THE families of missing people are caught in a nightmare that appears to have no end. Stonewalling, platitudes, empty a promises they have seen it all, and through several changes of government too. On Thursday, Interior Minister Rana Sanaullah, speaking at a press conference in Quetta while on a visit to the provincial capital said: `The federal government is making all out efforts to resolve this issue and progress has been made to a great extent in this regard… . We are in a position to resolve this problem not in months and years but in days and weeks`. Mr Sanaullah, along with some federal cabinet members, also met families of Baloch missing persons who had been holding a protest in the city since 50 days and persuaded them to call off their sit-in. Has the state discovered a new resolve to address this burning issue, or are the interior minister`s words more of the same delaying tactics? History, and the de facto power structure in the country, suggests it is the latter.
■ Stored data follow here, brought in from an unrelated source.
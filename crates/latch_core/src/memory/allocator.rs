//! The allocation capability a [`HostBuffer`](super::HostBuffer) draws its
//! blocks from.
//!
//! The host buffer never reserves memory itself. Whoever owns it injects an
//! [`Allocator`]; production code passes a device- or heap-backed allocator,
//! tests pass doubles that fail on demand.

use super::range::BufferRange;
use std::fmt;
use std::sync::Arc;
use thiserror::Error;

/// Reasons an [`Allocator`] may refuse a request.
#[derive(Debug, Clone, PartialEq, Eq, Error)]
pub enum AllocationError {
    #[error("out of memory while allocating {requested} bytes")]
    OutOfMemory { requested: usize },

    #[error("allocating {requested} bytes would exceed the {budget} byte budget ({in_use} in use)")]
    BudgetExceeded {
        requested: usize,
        in_use: usize,
        budget: usize,
    },

    #[error("allocator rejected a {requested} byte request: {reason}")]
    Rejected { requested: usize, reason: String },
}

/// Parameters for a single buffer request.
#[derive(Debug, Clone, Copy, PartialEq, Eq)]
pub struct BufferDescriptor {
    pub size: usize,
    pub label: &'static str,
}

impl BufferDescriptor {
    pub const fn new(size: usize, label: &'static str) -> Self {
        Self { size, label }
    }
}

/// A fixed-size, contiguous byte region handed out by an [`Allocator`].
///
/// Buffers are shared (`Arc<dyn DeviceBuffer>`) between the block that owns
/// them and every view pointing into them, so access goes through callbacks
/// rather than returned references. Identity is pointer identity of the
/// shared handle.
pub trait DeviceBuffer: fmt::Debug + Send + Sync {
    /// Capacity in bytes. Never changes.
    fn size(&self) -> usize;

    fn label(&self) -> &str;

    /// Run `writer` over the bytes in `range`.
    ///
    /// `range` must lie within `0..size()`. Implementations may hold a lock
    /// for the duration of the callback, so `writer` and `reader` must not
    /// touch the same buffer again.
    fn write(&self, range: BufferRange, writer: &mut dyn FnMut(&mut [u8]));

    /// Run `reader` over the bytes in `range`.
    ///
    /// `range` must lie within `0..size()`.
    fn read(&self, range: BufferRange, reader: &mut dyn FnMut(&[u8]));
}

/// Creates backing buffers. Implementations must be safe to call again after
/// a failure; callers never retry on their own.
pub trait Allocator: Send + Sync {
    fn create_buffer(
        &self,
        desc: &BufferDescriptor,
    ) -> Result<Arc<dyn DeviceBuffer>, AllocationError>;
}

impl<A: Allocator + ?Sized> Allocator for Arc<A> {
    fn create_buffer(
        &self,
        desc: &BufferDescriptor,
    ) -> Result<Arc<dyn DeviceBuffer>, AllocationError> {
        (**self).create_buffer(desc)
    }
}

impl<A: Allocator + ?Sized> Allocator for Box<A> {
    fn create_buffer(
        &self,
        desc: &BufferDescriptor,
    ) -> Result<Arc<dyn DeviceBuffer>, AllocationError> {
        (**self).create_buffer(desc)
    }
}

#[cfg(test)]
mod tests {
    use super::*;

    #[test]
    fn allocation_errors_describe_the_request() {
        let err = AllocationError::BudgetExceeded {
            requested: 64,
            in_use: 960,
            budget: 1000,
        };
        assert_eq!(
            err.to_string(),
            "allocating 64 bytes would exceed the 1000 byte budget (960 in use)"
        );

        let err = AllocationError::OutOfMemory { requested: 8 };
        assert_eq!(err.to_string(), "out of memory while allocating 8 bytes");
    }
}
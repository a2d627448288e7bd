//! Memory management utilities
//!
//! Per-frame transient allocation for data headed to the GPU:
//! - [`HostBuffer`]: bump allocator over recycled blocks, reset once per frame
//! - [`BufferView`]: the (buffer, range) handle every emplace returns
//! - [`Allocator`] / [`DeviceBuffer`]: the injected capability blocks come from
//! - [`HeapAllocator`]: host-memory implementation with live-byte accounting

mod allocator;
mod buffer_view;
mod heap;
mod host_buffer;
pub mod range;
pub mod tracker;

pub use allocator::{AllocationError, Allocator, BufferDescriptor, DeviceBuffer};
pub use buffer_view::BufferView;
pub use heap::{HeapAllocator, HeapBuffer};
pub use host_buffer::{
    HostBuffer, HostBufferConfig, HostBufferError, HostBufferState, DEFAULT_BLOCK_SIZE,
    DEFAULT_UNIFORM_ALIGNMENT, FRAMES_IN_FLIGHT,
};
pub use range::{align_up, BufferRange};
pub use tracker::UsageTracker;
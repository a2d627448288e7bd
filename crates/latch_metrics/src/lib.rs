//! Latch Metrics - Common utilities for allocation tracking
//!
//! Provides zero-cost abstractions for metrics collection that completely
//! vanish in production builds via feature flags.
//!
//! # Feature Flags
//!
//! - `metrics` - Enable metrics collection (default: disabled)
//!
//! # Usage
//!
//! ```ignore
//! use latch_metrics::{Counter, RingBuffer};
//!
//! let mut frame_bytes = RingBuffer::new(3); // Track last 3 frames
//! frame_bytes.push(4096usize);
//! println!("peak: {} bytes", frame_bytes.peak());
//! ```
//!
//! In production builds (without `metrics` feature), all instrumentation
//! is compiled out to zero overhead.

#[cfg(feature = "metrics")]
mod ring_buffer;
#[cfg(feature = "metrics")]
mod counter;

#[cfg(feature = "metrics")]
pub use ring_buffer::RingBuffer;
#[cfg(feature = "metrics")]
pub use counter::Counter;

// ============================================================================
// Macros for conditional compilation
// ============================================================================

/// Execute code only when metrics are enabled
#[macro_export]
macro_rules! metrics {
    ($($tt:tt)*) => {
        #[cfg(feature = "metrics")]
        {
            $($tt)*
        }
    };
}

// ============================================================================
// No-op stubs when metrics disabled
// ============================================================================

#[cfg(not(feature = "metrics"))]
pub struct RingBuffer<T>(std::marker::PhantomData<T>);

#[cfg(not(feature = "metrics"))]
impl<T: Copy> RingBuffer<T> {
    pub fn new(_capacity: usize) -> Self { Self(std::marker::PhantomData) }
    pub fn push(&mut self, _sample: T) {}
    pub fn capacity(&self) -> usize { 0 }
    pub fn len(&self) -> usize { 0 }
    pub fn is_empty(&self) -> bool { true }
    pub fn latest(&self) -> Option<T> { None }
    pub fn clear(&mut self) {}
}

#[cfg(not(feature = "metrics"))]
impl RingBuffer<usize> {
    pub fn peak(&self) -> usize { 0 }
    pub fn sum(&self) -> usize { 0 }
    pub fn average(&self) -> usize { 0 }
}

#[cfg(not(feature = "metrics"))]
pub struct Counter;

#[cfg(not(feature = "metrics"))]
impl Counter {
    pub fn new() -> Self { Self }
    pub fn increment(&mut self, _name: &'static str, _value: u64) {}
    pub fn get(&self, _name: &str) -> u64 { 0 }
    pub fn reset_all(&mut self) {}
    pub fn iter(&self) -> impl Iterator<Item = (&'static str, u64)> + '_ { std::iter::empty() }
}

#[cfg(not(feature = "metrics"))]
impl Default for Counter {
    fn default() -> Self { Self }
}

#[cfg(test)]
mod tests {
    #[test]
    fn test_compiles_without_metrics() {
        // Ensure stubs compile when metrics feature is disabled
        let mut _buffer = super::RingBuffer::<usize>::new(3);
        let mut _counter = super::Counter::new();
        _buffer.push(1);
        _counter.increment("rollover", 1);
    }
}
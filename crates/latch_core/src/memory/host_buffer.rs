//! Per-frame transient allocator.
//!
//! A [`HostBuffer`] packs many small, short-lived writes (vertex data,
//! uniform blocks, instance data) into a handful of large blocks drawn from
//! an injected [`Allocator`]. Writes bump a cursor through the active block;
//! when a write doesn't fit, the buffer rolls over to the next block, reusing
//! one retained from an earlier frame when it can. Writes larger than a whole
//! block get a dedicated one-off buffer that never joins the block chain.
//!
//! Call [`HostBuffer::reset`] once per frame. Reset rewinds to block 0 and
//! drops any block that has not been written for more than
//! `frames_in_flight` frames, so the chain tracks the trailing peak demand
//! rather than the all-time peak.
//!
//! Not thread-safe by design: one host buffer per producing thread.

use super::allocator::{AllocationError, Allocator, BufferDescriptor, DeviceBuffer};
use super::buffer_view::BufferView;
use super::range::{checked_align_up, normalize_alignment, BufferRange};
use super::tracker::{events, UsageTracker};
use bytemuck::Pod;
use serde::{Deserialize, Serialize};
use std::fmt;
use std::sync::Arc;
use thiserror::Error;
use tracing::{debug, trace, warn};

/// Capacity of an ordinary block.
pub const DEFAULT_BLOCK_SIZE: usize = 1_024_000;

/// Frames a block may sit idle before [`HostBuffer::reset`] drops it.
pub const FRAMES_IN_FLIGHT: usize = 3;

/// Minimum offset alignment for uniform data (matches the common
/// `min_uniform_buffer_offset_alignment` of desktop GPUs).
pub const DEFAULT_UNIFORM_ALIGNMENT: usize = 256;

const BLOCK_LABEL: &str = "host buffer block";
const ONE_OFF_LABEL: &str = "host buffer one-off";

/// Tuning knobs for a [`HostBuffer`].
#[derive(Debug, Clone, Copy, PartialEq, Eq, Serialize, Deserialize)]
#[serde(default)]
pub struct HostBufferConfig {
    pub block_size: usize,
    pub frames_in_flight: usize,
    pub uniform_alignment: usize,
}

impl Default for HostBufferConfig {
    fn default() -> Self {
        Self {
            block_size: DEFAULT_BLOCK_SIZE,
            frames_in_flight: FRAMES_IN_FLIGHT,
            uniform_alignment: DEFAULT_UNIFORM_ALIGNMENT,
        }
    }
}

impl HostBufferConfig {
    pub fn validate(&self) -> Result<(), HostBufferError> {
        if self.block_size == 0 {
            return Err(HostBufferError::ZeroBlockSize);
        }
        if self.frames_in_flight == 0 {
            return Err(HostBufferError::ZeroFramesInFlight);
        }
        if !self.uniform_alignment.is_power_of_two() {
            return Err(HostBufferError::UniformAlignment(self.uniform_alignment));
        }
        Ok(())
    }
}

/// Errors raised while constructing a [`HostBuffer`].
///
/// Emplace never returns this: a failed emplace yields the null view.
#[derive(Debug, Error)]
pub enum HostBufferError {
    #[error("block size must be non-zero")]
    ZeroBlockSize,

    #[error("frames in flight must be at least 1")]
    ZeroFramesInFlight,

    #[error("uniform alignment {0} is not a power of two")]
    UniformAlignment(usize),

    #[error("failed to allocate the initial block: {0}")]
    Allocation(#[from] AllocationError),
}

/// Snapshot of the bookkeeping, for tests and diagnostics.
#[derive(Debug, Clone, Copy, PartialEq, Eq)]
pub struct HostBufferState {
    /// Index of the block receiving writes.
    pub current_block: usize,
    /// Position of the frame epoch inside the frames-in-flight window.
    pub current_frame: usize,
    pub total_block_count: usize,
}

struct Block {
    buffer: Arc<dyn DeviceBuffer>,
    cursor: usize,
    last_used_epoch: u64,
}

impl Block {
    fn new(buffer: Arc<dyn DeviceBuffer>, epoch: u64) -> Self {
        Self {
            buffer,
            cursor: 0,
            last_used_epoch: epoch,
        }
    }

    /// Aligned start offset for a `size` byte write, if it fits.
    fn fit(&self, size: usize, alignment: usize) -> Option<usize> {
        let offset = checked_align_up(self.cursor, alignment)?;
        let end = offset.checked_add(size)?;
        (end <= self.buffer.size()).then_some(offset)
    }
}

pub struct HostBuffer {
    allocator: Arc<dyn Allocator>,
    config: HostBufferConfig,
    blocks: Vec<Block>,
    current_block: usize,
    frame_epoch: u64,
    usage: UsageTracker,
}

impl HostBuffer {
    /// Create a host buffer with the default configuration.
    pub fn new(allocator: Arc<dyn Allocator>) -> Result<Self, HostBufferError> {
        Self::with_config(allocator, HostBufferConfig::default())
    }

    /// Create a host buffer, eagerly allocating block 0.
    pub fn with_config(
        allocator: Arc<dyn Allocator>,
        config: HostBufferConfig,
    ) -> Result<Self, HostBufferError> {
        config.validate()?;
        let first = create_buffer(
            allocator.as_ref(),
            BufferDescriptor::new(config.block_size, BLOCK_LABEL),
        )?;
        debug!(block_size = config.block_size, "host buffer created");

        Ok(Self {
            allocator,
            config,
            blocks: vec![Block::new(first, 0)],
            current_block: 0,
            frame_epoch: 0,
            usage: UsageTracker::new(config.frames_in_flight),
        })
    }

    pub fn config(&self) -> &HostBufferConfig {
        &self.config
    }

    pub fn allocator(&self) -> &Arc<dyn Allocator> {
        &self.allocator
    }

    /// Number of resets since construction.
    pub fn frame_epoch(&self) -> u64 {
        self.frame_epoch
    }

    pub fn block_count(&self) -> usize {
        self.blocks.len()
    }

    pub fn usage(&self) -> &UsageTracker {
        &self.usage
    }

    pub fn state(&self) -> HostBufferState {
        HostBufferState {
            current_block: self.current_block,
            current_frame: (self.frame_epoch % self.config.frames_in_flight as u64) as usize,
            total_block_count: self.blocks.len(),
        }
    }

    /// Copy `value` in, aligned to its natural alignment.
    pub fn emplace<T: Pod>(&mut self, value: &T) -> BufferView {
        self.emplace_bytes(bytemuck::bytes_of(value), std::mem::align_of::<T>())
    }

    /// Copy a slice of values in, aligned to the element alignment.
    pub fn emplace_slice<T: Pod>(&mut self, values: &[T]) -> BufferView {
        self.emplace_bytes(bytemuck::cast_slice(values), std::mem::align_of::<T>())
    }

    /// Copy `value` in at an offset suitable for binding as a uniform block.
    pub fn emplace_uniform<T: Pod>(&mut self, value: &T) -> BufferView {
        let alignment = std::mem::align_of::<T>().max(self.config.uniform_alignment);
        self.emplace_bytes(bytemuck::bytes_of(value), alignment)
    }

    /// Copy `bytes` in at an offset that is a multiple of `alignment`.
    pub fn emplace_bytes(&mut self, bytes: &[u8], alignment: usize) -> BufferView {
        self.place(bytes.len(), alignment, Some(bytes))
            .unwrap_or_else(|_| BufferView::null())
    }

    /// Reserve `size` bytes without writing them.
    pub fn reserve(&mut self, size: usize, alignment: usize) -> BufferView {
        self.try_reserve(size, alignment)
            .unwrap_or_else(|_| BufferView::null())
    }

    /// Reserve `size` bytes and let `writer` fill them.
    ///
    /// `alignment` must be 0, 1 or a power of two. Returns the null view if
    /// a backing allocation was needed and the allocator refused it; the
    /// buffer's state is untouched in that case and `writer` is not called.
    ///
    /// `writer` fills a staging slice that is copied in afterwards, so it may
    /// read earlier views, including ones in the same block.
    pub fn emplace_with(
        &mut self,
        size: usize,
        alignment: usize,
        writer: impl FnOnce(&mut [u8]),
    ) -> BufferView {
        self.try_emplace_with(size, alignment, writer)
            .unwrap_or_else(|_| BufferView::null())
    }

    /// Like [`emplace_with`](Self::emplace_with), reporting why it failed.
    pub fn try_emplace_with(
        &mut self,
        size: usize,
        alignment: usize,
        writer: impl FnOnce(&mut [u8]),
    ) -> Result<BufferView, AllocationError> {
        let view = self.place(size, alignment, None)?;
        if let (Some(buffer), false) = (view.buffer(), view.range().is_empty()) {
            let mut staged = vec![0u8; size];
            writer(&mut staged);
            buffer.write(view.range(), &mut |dst: &mut [u8]| dst.copy_from_slice(&staged));
        }
        Ok(view)
    }

    /// Like [`reserve`](Self::reserve), reporting why it failed.
    pub fn try_reserve(
        &mut self,
        size: usize,
        alignment: usize,
    ) -> Result<BufferView, AllocationError> {
        self.place(size, alignment, None)
    }

    /// Advance to the next frame.
    ///
    /// Rewinds to block 0 and drops every other block whose last write is
    /// more than `frames_in_flight` epochs old. Block 0 is never dropped.
    pub fn reset(&mut self) {
        self.frame_epoch += 1;
        self.current_block = 0;
        self.blocks[0].cursor = 0;

        let epoch = self.frame_epoch;
        let window = self.config.frames_in_flight as u64;
        let before = self.blocks.len();
        let mut index = 0;
        self.blocks.retain(|block| {
            let keep = index == 0 || epoch - block.last_used_epoch <= window;
            index += 1;
            keep
        });

        let evicted = before - self.blocks.len();
        if evicted > 0 {
            debug!(evicted, remaining = self.blocks.len(), epoch, "evicted idle host buffer blocks");
        }
        for _ in 0..evicted {
            self.usage.record_event(events::BLOCK_EVICTED);
        }

        trace!(epoch, frame_bytes = self.usage.frame_bytes(), "host buffer reset");
        self.usage.end_frame();
    }

    fn place(
        &mut self,
        size: usize,
        alignment: usize,
        source: Option<&[u8]>,
    ) -> Result<BufferView, AllocationError> {
        let alignment = normalize_alignment(alignment);

        if size == 0 {
            let block = &self.blocks[self.current_block];
            return Ok(BufferView::new(
                block.buffer.clone(),
                BufferRange::new(block.cursor, 0),
            ));
        }

        if size > self.config.block_size {
            return self.place_one_off(size, source);
        }

        let offset = match self.blocks[self.current_block].fit(size, alignment) {
            Some(offset) => offset,
            None => {
                self.advance_block()?;
                0
            }
        };

        let epoch = self.frame_epoch;
        let block = &mut self.blocks[self.current_block];
        let range = BufferRange::new(offset, size);
        if let Some(source) = source {
            block.buffer.write(range, &mut |dst: &mut [u8]| dst.copy_from_slice(source));
        }
        block.cursor = range.end();
        block.last_used_epoch = epoch;
        self.usage.record_emplace(size);

        Ok(BufferView::new(block.buffer.clone(), range))
    }

    fn place_one_off(
        &mut self,
        size: usize,
        source: Option<&[u8]>,
    ) -> Result<BufferView, AllocationError> {
        let buffer = match create_buffer(
            self.allocator.as_ref(),
            BufferDescriptor::new(size, ONE_OFF_LABEL),
        ) {
            Ok(buffer) => buffer,
            Err(err) => return Err(self.allocation_failed(size, err)),
        };

        let range = BufferRange::new(0, size);
        if let Some(source) = source {
            buffer.write(range, &mut |dst: &mut [u8]| dst.copy_from_slice(source));
        }
        debug!(size, "emplaced one-off host buffer");
        self.usage.record_event(events::ONE_OFF);
        self.usage.record_emplace(size);

        Ok(BufferView::new(buffer, range))
    }

    /// Make the block after the current one active, creating it if needed.
    fn advance_block(&mut self) -> Result<(), AllocationError> {
        let next = self.current_block + 1;
        if next < self.blocks.len() {
            self.blocks[next].cursor = 0;
            self.usage.record_event(events::BLOCK_REUSED);
        } else {
            let buffer = match create_buffer(
                self.allocator.as_ref(),
                BufferDescriptor::new(self.config.block_size, BLOCK_LABEL),
            ) {
                Ok(buffer) => buffer,
                Err(err) => return Err(self.allocation_failed(self.config.block_size, err)),
            };
            self.blocks.push(Block::new(buffer, self.frame_epoch));
            debug!(blocks = self.blocks.len(), epoch = self.frame_epoch, "host buffer grew");
            self.usage.record_event(events::BLOCK_CREATED);
        }

        self.current_block = next;
        self.usage.record_event(events::ROLLOVER);
        Ok(())
    }

    fn allocation_failed(&mut self, size: usize, err: AllocationError) -> AllocationError {
        warn!(size, error = %err, "host buffer allocation failed");
        self.usage.record_event(events::ALLOCATION_FAILURE);
        err
    }
}

/// Request a buffer, rejecting allocators that hand back less than asked.
fn create_buffer(
    allocator: &dyn Allocator,
    desc: BufferDescriptor,
) -> Result<Arc<dyn DeviceBuffer>, AllocationError> {
    let buffer = allocator.create_buffer(&desc)?;
    if buffer.size() < desc.size {
        return Err(AllocationError::Rejected {
            requested: desc.size,
            reason: format!("allocator returned only {} bytes", buffer.size()),
        });
    }
    Ok(buffer)
}

impl fmt::Debug for HostBuffer {
    fn fmt(&self, f: &mut fmt::Formatter<'_>) -> fmt::Result {
        f.debug_struct("HostBuffer")
            .field("config", &self.config)
            .field("blocks", &self.blocks.len())
            .field("current_block", &self.current_block)
            .field("frame_epoch", &self.frame_epoch)
            .finish_non_exhaustive()
    }
}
Nevertheless, IHC Chief Justice Athar Minallah while hearing identical petitions seeking recovery of six missing persons has consistently called upon the government to acknowledge its duty to the citizens. When Prime Minister Shehbaz Sharif appeared at the latest hearing on Friday in response to Justice Minallah`s directive, the latter rightly pointed out that it was for the political leadership to resolve the issue. No chief executive, he contended, could say he is helpless. `If you are giving this excuse, this means there`s a state within a state.` There is nowhere for the government to hide. The ugly reality of enforced disappearances cannot simply be brushed under the carpet; the stain of this crime colours our reputation on the world stage and compromises our claims to being a civilised nation. That despite the issue having garnered so much negative press, people continue to be picked up without due process and spirited away leaving their families running from pillar to post to glean information of their whereabouts is unconscionable.
The Commission of Inquiry for Enforced Disappearances has proved almost wholly ineffective. While it has managed to trace the whereabouts of some of the missing, it has failed to hold to account a single perpetrator of this heinous crime which was the second part of its mandate. The civilian leadership must demonstrate the political will to take the bull by the horns.